Questo primo approccio serve a stringere col lettore il cosiddetto patto di credulità, come spesso avviene nella tecnica dei romanzi storici o realistici, (per esempio attraverso la finzione del ritrovamento del manoscritto come fa MANZONI nei Promessi sposi). E’ l’io narrante stesso che ha vissuto ciò che racconta, dunque va creduto
La parte centrale del racconto ci propone le circostanze del primo incontro, casuale e fugace (nel “giorno sette febbraio dell’anno ottantaquattro”), dove intravvediamo Ireneo poco più (o poco meno) che bambino che corre e, senza interrompere la sua corsa risponde alla domanda del cugino del narratore che gli chiede che ore sono. La risposta, " Mancano quattro minuti alle otto ", fornita quasi come un riflesso condizionato,  ci fornisce le prime indicazioni di una forma di diversità che in qualche modo affligge il ragazzo, anche se ancora non sappiamo se si tratti di virtù o di patologia. 
La terza parte ci informa dell’incidente occorso al protagonista, della sua infermità e del conseguente dono (o condanna) che l’incidente ha portato come sua conseguenza
Non è importante indagare la causa medica, né se questo potenziamento abnorme della memoria sia verosimile o meno nella realtà , ciò che importa sono le sue conseguenze. Il narratore, e dunque testimone oculare della vicenda, si trova a Fray Bentos, ha con sé una serie di testi in latino, e un dizionario, col quale si aiuta. 
Venutolo a sapere Ireneo chiede di poter fruire per qualche giorno di qualche testo latino e del dizionario. La richiesta è singolare, e così pare al narratore, che gli fa comunque avere il Gradus ad Parnassum di Quicherat e la Naturalis Historia di Plinio. 
Dopo pochi giorni il narratore riceve un telegramma poco rassicurante sulle condizioni di salute del padre e, prima di intraprendere il viaggio di ritorno, si reca alla casa di Ireneo per tornare in possesso dei suoi libri.
Qui ha inizio il motivo centrale e fondamentale del racconto, che contiene il suo messaggio filosofico.
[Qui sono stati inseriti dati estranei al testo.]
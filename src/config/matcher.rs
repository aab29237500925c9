//! File pattern matcher for catalog files.

use std::path::{
    Path,
    PathBuf,
};

use globset::{
    Glob,
    GlobSet,
    GlobSetBuilder,
};

use super::I18nSettings;

#[derive(Debug, thiserror::Error)]
pub enum MatcherError {
    #[error("Invalid exclude pattern '{pattern}': {source}")]
    InvalidExcludePattern {
        pattern: String,
        #[source]
        source: globset::Error,
    },

    #[error("Invalid translation file pattern '{pattern}': {source}")]
    InvalidTranslationPattern {
        pattern: String,
        #[source]
        source: globset::Error,
    },

    #[error("Failed to build glob set: {0}")]
    GlobSetBuild(#[from] globset::Error),
}

/// Matches files against configured glob patterns.
#[derive(Debug, Clone)]
pub struct FileMatcher {
    workspace_root: PathBuf,
    exclude_set: GlobSet,
    translation_set: GlobSet,
    translation_exclude_set: GlobSet,
}

impl FileMatcher {
    /// Creates a new matcher from settings.
    pub fn new(workspace_root: PathBuf, settings: &I18nSettings) -> Result<Self, MatcherError> {
        let exclude_set = Self::build_glob_set(&settings.exclude_patterns, |pattern, source| {
            MatcherError::InvalidExcludePattern { pattern, source }
        })?;

        let translation_set = Self::build_glob_set(
            &settings.translation_files.include_patterns,
            |pattern, source| MatcherError::InvalidTranslationPattern { pattern, source },
        )?;

        let translation_exclude_set = Self::build_glob_set(
            &settings.translation_files.exclude_patterns,
            |pattern, source| MatcherError::InvalidExcludePattern { pattern, source },
        )?;

        Ok(Self { workspace_root, exclude_set, translation_set, translation_exclude_set })
    }

    fn build_glob_set<F>(patterns: &[String], make_error: F) -> Result<GlobSet, MatcherError>
    where
        F: Fn(String, globset::Error) -> MatcherError,
    {
        let mut builder = GlobSetBuilder::new();
        for pattern in patterns {
            let glob = Glob::new(pattern).map_err(|e| make_error(pattern.clone(), e))?;
            builder.add(glob);
        }
        Ok(builder.build()?)
    }

    #[must_use]
    pub fn workspace_root(&self) -> &Path {
        &self.workspace_root
    }

    /// Returns true if the path matches `translationFiles.includePatterns`
    /// but not `excludePatterns` or `translationFiles.excludePatterns`.
    ///
    /// The path must be absolute and under the workspace root.
    #[must_use]
    pub fn is_translation_file(&self, absolute_path: &Path) -> bool {
        let Some(relative_path) = absolute_path.strip_prefix(&self.workspace_root).ok() else {
            return false;
        };

        self.is_translation_file_relative(relative_path)
    }

    /// Same as [`Self::is_translation_file`] for a path relative to the
    /// workspace root.
    #[must_use]
    pub fn is_translation_file_relative(&self, relative_path: &Path) -> bool {
        self.translation_set.is_match(relative_path)
            && !self.exclude_set.is_match(relative_path)
            && !self.translation_exclude_set.is_match(relative_path)
    }
}
//! Workspace configuration (`.qt-ts-i18n.json`).
/// Config file loader
mod loader;
/// Configuration manager
mod manager;
/// Catalog file pattern matcher
mod matcher;
/// Configuration types and settings
mod types;

pub use loader::CONFIG_FILE_NAME;
pub use manager::ConfigManager;
pub use matcher::{
    FileMatcher,
    MatcherError,
};
pub use types::{
    ConfigError,
    DiagnosticsConfig,
    I18nSettings,
    IndexingConfig,
    Severity,
    TranslationFilesConfig,
    ValidationError,
};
Il narratore entra nella stanza di Ireneo, ma la stanza è buia, e può solo sentire una voce che parla correntemente in latino. Per tutta la durata della sua conversazione col protagonista non avrà modo di distinguerne i lineamenti, solo col sopraggiungere delle prime luci della mattina vedrà il volto del suo interlocutore. 
Il tema della della cecità, seppur temporanea, è importante per Borges (che l’ha vissuta di persona). La cecità rappresenta il modo con cui Borges percepisce il mondo: un mondo chiaroscuro, eternamente circonfuso di ombre. Alla difficoltà del narratore di mettere a fuoco la realtà si contrappone la lucidità folle di Ireneo che è letteralmente condannato a ricordare tutto. Nulla sfugge alla sua capacità mnemonica, neppure il più piccolo particolare, ed egli è sprovvisto di una capacità selettiva che gli permetta di isolare i particolari essenziali da quelli importanti. Ciò che fa del suo potenziale dono una condanna. E infatti Ireneo racconta e spiega i suoi progetti assurdi e dementi di cercare un sistema che gli permetta di ordinare e controllare in un sistema la mole infinita dei suoi ricordi (una ricerca di verità e di conoscenza assoluta della realtà che risulta impossibile e appunto soltanto folle).
La memoria di Ireneo non è altro che una delle incarnazioni possibili dell’infinito e dell’impossibilità dell’uomo non solo di gestirlo, ma addirittura di capirlo.
 Più che di fronte al dramma del non poter non ricordare ci troviamo faccia a faccia col dramma dell’inutilità del ricordo perché esso stesso soverchia il significato e lo annulla nella ripetizione infinita di immagini e sensazioni inutilizzabili. 




 “Pedro Leandro Ipuche ha scritto che Funes fu un precursore dei superuomini, “uno Zarathustra selvatico e vernacolare”; non lo metto in dubbio, ma non si deve dimenticare che fu anche un cittadino di Fray Bentos, con certe incurabili limitazioni.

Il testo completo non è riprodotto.